(Data for the task begins)
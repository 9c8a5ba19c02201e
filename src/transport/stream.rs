//! Byte streams under the frame codec.
//!
//! A connection picks plain or compressed once, right after the handshake,
//! and keeps it for its whole life.

use bytes::{Bytes, BytesMut};
use futures::{SinkExt, StreamExt};
use tokio::io::{AsyncRead, AsyncReadExt, AsyncWrite, AsyncWriteExt, BufReader, BufWriter};
use tokio_util::codec::{FramedRead, FramedWrite};

use crate::error::Result;
use crate::utils::compression::Lz4BlockCodec;

/// Read buffer size of plain connections.
pub const PLAIN_BUFFER_SIZE: usize = 4096;

/// Read side of a connection.
pub enum InboundStream<R> {
    Plain(BufReader<R>),
    Compressed(FramedRead<BufReader<R>, Lz4BlockCodec>),
}

impl<R: AsyncRead + Unpin> InboundStream<R> {
    /// Wrap a reader that already finished the handshake. Bytes it buffered
    /// during the handshake are kept.
    pub fn new(reader: BufReader<R>, compressed: bool) -> Self {
        if compressed {
            InboundStream::Compressed(FramedRead::new(reader, Lz4BlockCodec))
        } else {
            InboundStream::Plain(reader)
        }
    }

    pub fn is_compressed(&self) -> bool {
        matches!(self, InboundStream::Compressed(_))
    }

    /// Append whatever is available to `buf`. `Ok(0)` is end of stream.
    pub async fn read_into(&mut self, buf: &mut BytesMut) -> Result<usize> {
        match self {
            InboundStream::Plain(reader) => Ok(reader.read_buf(buf).await?),
            InboundStream::Compressed(framed) => loop {
                match framed.next().await {
                    // an empty block is not end of stream
                    Some(Ok(block)) if block.is_empty() => continue,
                    Some(Ok(block)) => {
                        buf.extend_from_slice(&block);
                        return Ok(block.len());
                    }
                    Some(Err(e)) => return Err(e),
                    None => return Ok(0),
                }
            },
        }
    }

    pub fn into_inner(self) -> R {
        match self {
            InboundStream::Plain(reader) => reader.into_inner(),
            InboundStream::Compressed(framed) => framed.into_inner().into_inner(),
        }
    }
}

/// Write side of a connection.
pub enum OutboundStream<W> {
    Plain(BufWriter<W>),
    Compressed(FramedWrite<W, Lz4BlockCodec>),
}

impl<W: AsyncWrite + Unpin> OutboundStream<W> {
    pub fn new(writer: W, compressed: bool) -> Self {
        if compressed {
            OutboundStream::Compressed(FramedWrite::new(writer, Lz4BlockCodec))
        } else {
            OutboundStream::Plain(BufWriter::with_capacity(PLAIN_BUFFER_SIZE, writer))
        }
    }

    /// Write one encoded frame and flush it.
    pub async fn write_frame(&mut self, frame: Bytes) -> Result<()> {
        match self {
            OutboundStream::Plain(writer) => {
                writer.write_all(&frame).await?;
                writer.flush().await?;
            }
            OutboundStream::Compressed(framed) => framed.send(frame).await?,
        }
        Ok(())
    }

    pub async fn shutdown(&mut self) -> Result<()> {
        match self {
            OutboundStream::Plain(writer) => writer.shutdown().await?,
            OutboundStream::Compressed(framed) => framed.get_mut().shutdown().await?,
        }
        Ok(())
    }
}

#[cfg(test)]
#[allow(clippy::unwrap_used)]
mod tests {
    use super::*;

    async fn roundtrip(compressed: bool) {
        let (client, server) = tokio::io::duplex(1 << 16);
        let mut out = OutboundStream::new(client, compressed);
        let mut inbound = InboundStream::new(BufReader::new(server), compressed);

        let payload = Bytes::from(vec![9u8; 10_000]);
        out.write_frame(payload.clone()).await.unwrap();
        out.shutdown().await.unwrap();

        let mut buf = BytesMut::new();
        while inbound.read_into(&mut buf).await.unwrap() > 0 {}
        assert_eq!(buf.freeze(), payload);
    }

    #[tokio::test]
    async fn test_plain_stream() {
        roundtrip(false).await;
    }

    #[tokio::test]
    async fn test_compressed_stream() {
        roundtrip(true).await;
    }
}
(Data for the task ends)
» **Exercise objective**
Copy every line of the material above in which the word "Unpin" appears.

» **Exercise output**
impl<R: AsyncRead + Unpin> InboundStream<R> {
impl<W: AsyncWrite + Unpin> OutboundStream<W> {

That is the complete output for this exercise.